The researchers identified 801 cases of tAML, a significantly higher number than expected in the general population (standardized incidence ratio, 4.70). During this period there was an increase in the risk of tAML after chemotherapy for non-Hodgkin's lymphoma and a decrease in the risk after chemotherapy for ovarian cancer, myeloma, and possibly lung cancer. The risk was heterogeneous following chemotherapy for breast cancer and Hodgkin's lymphoma.

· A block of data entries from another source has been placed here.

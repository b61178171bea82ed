//! Secret values that come from the environment or straight from the config file

use anchor_types::AuthToken;
use serde::{Deserialize, Serialize};
use std::fmt;

/// A secret configured either as an environment variable name or in plain text
#[derive(Debug, Serialize, Deserialize, Clone, PartialEq)]
pub struct ConfigurableValue {
	/// "env" reads the variable named in `value`, "plain" uses `value` as is
	#[serde(rename = "type")]
	pub value_type: ValueType,
	pub value: String,
}

#[derive(Debug, Serialize, Deserialize, Clone, Copy, PartialEq, Eq)]
#[serde(rename_all = "lowercase")]
pub enum ValueType {
	Env,
	Plain,
}

impl ConfigurableValue {
	pub fn from_env(env_var_name: &str) -> Self {
		Self {
			value_type: ValueType::Env,
			value: env_var_name.to_string(),
		}
	}

	pub fn from_plain(plain_value: &str) -> Self {
		Self {
			value_type: ValueType::Plain,
			value: plain_value.to_string(),
		}
	}

	pub fn resolve(&self) -> Result<String, ConfigurableValueError> {
		match self.value_type {
			ValueType::Env => std::env::var(&self.value).map_err(|_| {
				ConfigurableValueError::EnvironmentVariableNotFound(self.value.clone())
			}),
			ValueType::Plain => Ok(self.value.clone()),
		}
	}

	/// Resolve into a bearer token; blank values are rejected
	pub fn resolve_token(&self) -> Result<AuthToken, ConfigurableValueError> {
		let resolved = self.resolve()?;
		if resolved.trim().is_empty() {
			return Err(ConfigurableValueError::Empty(self.description()));
		}
		Ok(AuthToken::new(resolved))
	}

	/// Plain secrets end up in config files and shell history
	pub fn is_plain(&self) -> bool {
		matches!(self.value_type, ValueType::Plain)
	}

	/// Where the value comes from, safe to log
	pub fn description(&self) -> String {
		match self.value_type {
			ValueType::Env => format!("environment variable '{}'", self.value),
			ValueType::Plain => "configured plain value".to_string(),
		}
	}
}

#[derive(Debug, thiserror::Error)]
pub enum ConfigurableValueError {
	#[error("Environment variable '{0}' not found")]
	EnvironmentVariableNotFound(String),

	#[error("Value from {0} is empty")]
	Empty(String),
}

// Never print plain secrets
impl fmt::Display for ConfigurableValue {
	fn fmt(&self, f: &mut fmt::Formatter<'_>) -> fmt::Result {
		match self.value_type {
			ValueType::Env => write!(f, "env:{}", self.value),
			ValueType::Plain => write!(f, "plain:[REDACTED]"),
		}
	}
}

/// `env:NAME` selects an environment variable, anything else is plain
impl From<&str> for ConfigurableValue {
	fn from(value: &str) -> Self {
		if let Some(env_var) = value.strip_prefix("env:") {
			Self::from_env(env_var)
		} else {
			Self::from_plain(value)
		}
	}
}

impl From<String> for ConfigurableValue {
	fn from(value: String) -> Self {
		ConfigurableValue::from(value.as_str())
	}
}

#[cfg(test)]
mod tests {
	use super::*;
	use std::env;

	#[test]
	fn test_plain_value() {
		let config = ConfigurableValue::from_plain("anchor-jwt");
		assert_eq!(config.value_type, ValueType::Plain);
		assert_eq!(config.resolve().unwrap(), "anchor-jwt");
		assert!(config.is_plain());
	}

	#[test]
	fn test_env_value() {
		env::set_var("ANCHOR_TEST_TOKEN", "token-from-env");

		let config = ConfigurableValue::from_env("ANCHOR_TEST_TOKEN");
		assert_eq!(config.resolve().unwrap(), "token-from-env");
		assert_eq!(
			config.resolve_token().unwrap().expose_secret(),
			"token-from-env"
		);

		env::remove_var("ANCHOR_TEST_TOKEN");
	}

	#[test]
	fn test_env_value_not_found() {
		let config = ConfigurableValue::from_env("ANCHOR_TEST_MISSING_TOKEN");
		assert!(matches!(
			config.resolve(),
			Err(ConfigurableValueError::EnvironmentVariableNotFound(_))
		));
	}

	#[test]
	fn test_blank_token_is_rejected() {
		let config = ConfigurableValue::from_plain("   ");
		assert!(matches!(
			config.resolve_token(),
			Err(ConfigurableValueError::Empty(_))
		));
	}

	#[test]
	fn test_from_string_conversion() {
		let plain_config = ConfigurableValue::from("plain-value");
		assert_eq!(plain_config.value_type, ValueType::Plain);

		let env_config = ConfigurableValue::from("env:ANCHOR_TOKEN");
		assert_eq!(env_config.value_type, ValueType::Env);
		assert_eq!(env_config.value, "ANCHOR_TOKEN");
	}

	#[test]
	fn test_display_redacts_plain_values() {
		assert_eq!(
			ConfigurableValue::from_plain("secret").to_string(),
			"plain:[REDACTED]"
		);
		assert_eq!(
			ConfigurableValue::from_env("ANCHOR_TOKEN").to_string(),
			"env:ANCHOR_TOKEN"
		);
	}

	#[test]
	fn test_serde_shape() {
		let config = ConfigurableValue::from_env("ANCHOR_TOKEN");

		let json = serde_json::to_string(&config).unwrap();
		assert!(json.contains("\"type\":\"env\""));

		let deserialized: ConfigurableValue = serde_json::from_str(&json).unwrap();
		assert_eq!(deserialized, config);
	}
}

The risk of tAML was associated with age at first cancer and latency and was non-significantly higher with use of radiation treatment for lung, breast, and ovarian cancer. tAML risk was also higher for patients with esophageal, cervical, prostate, and possibly anal cancers treated with chemotherapy since 2000, and for bone and joint and endometrial cancers treated since the 1990s.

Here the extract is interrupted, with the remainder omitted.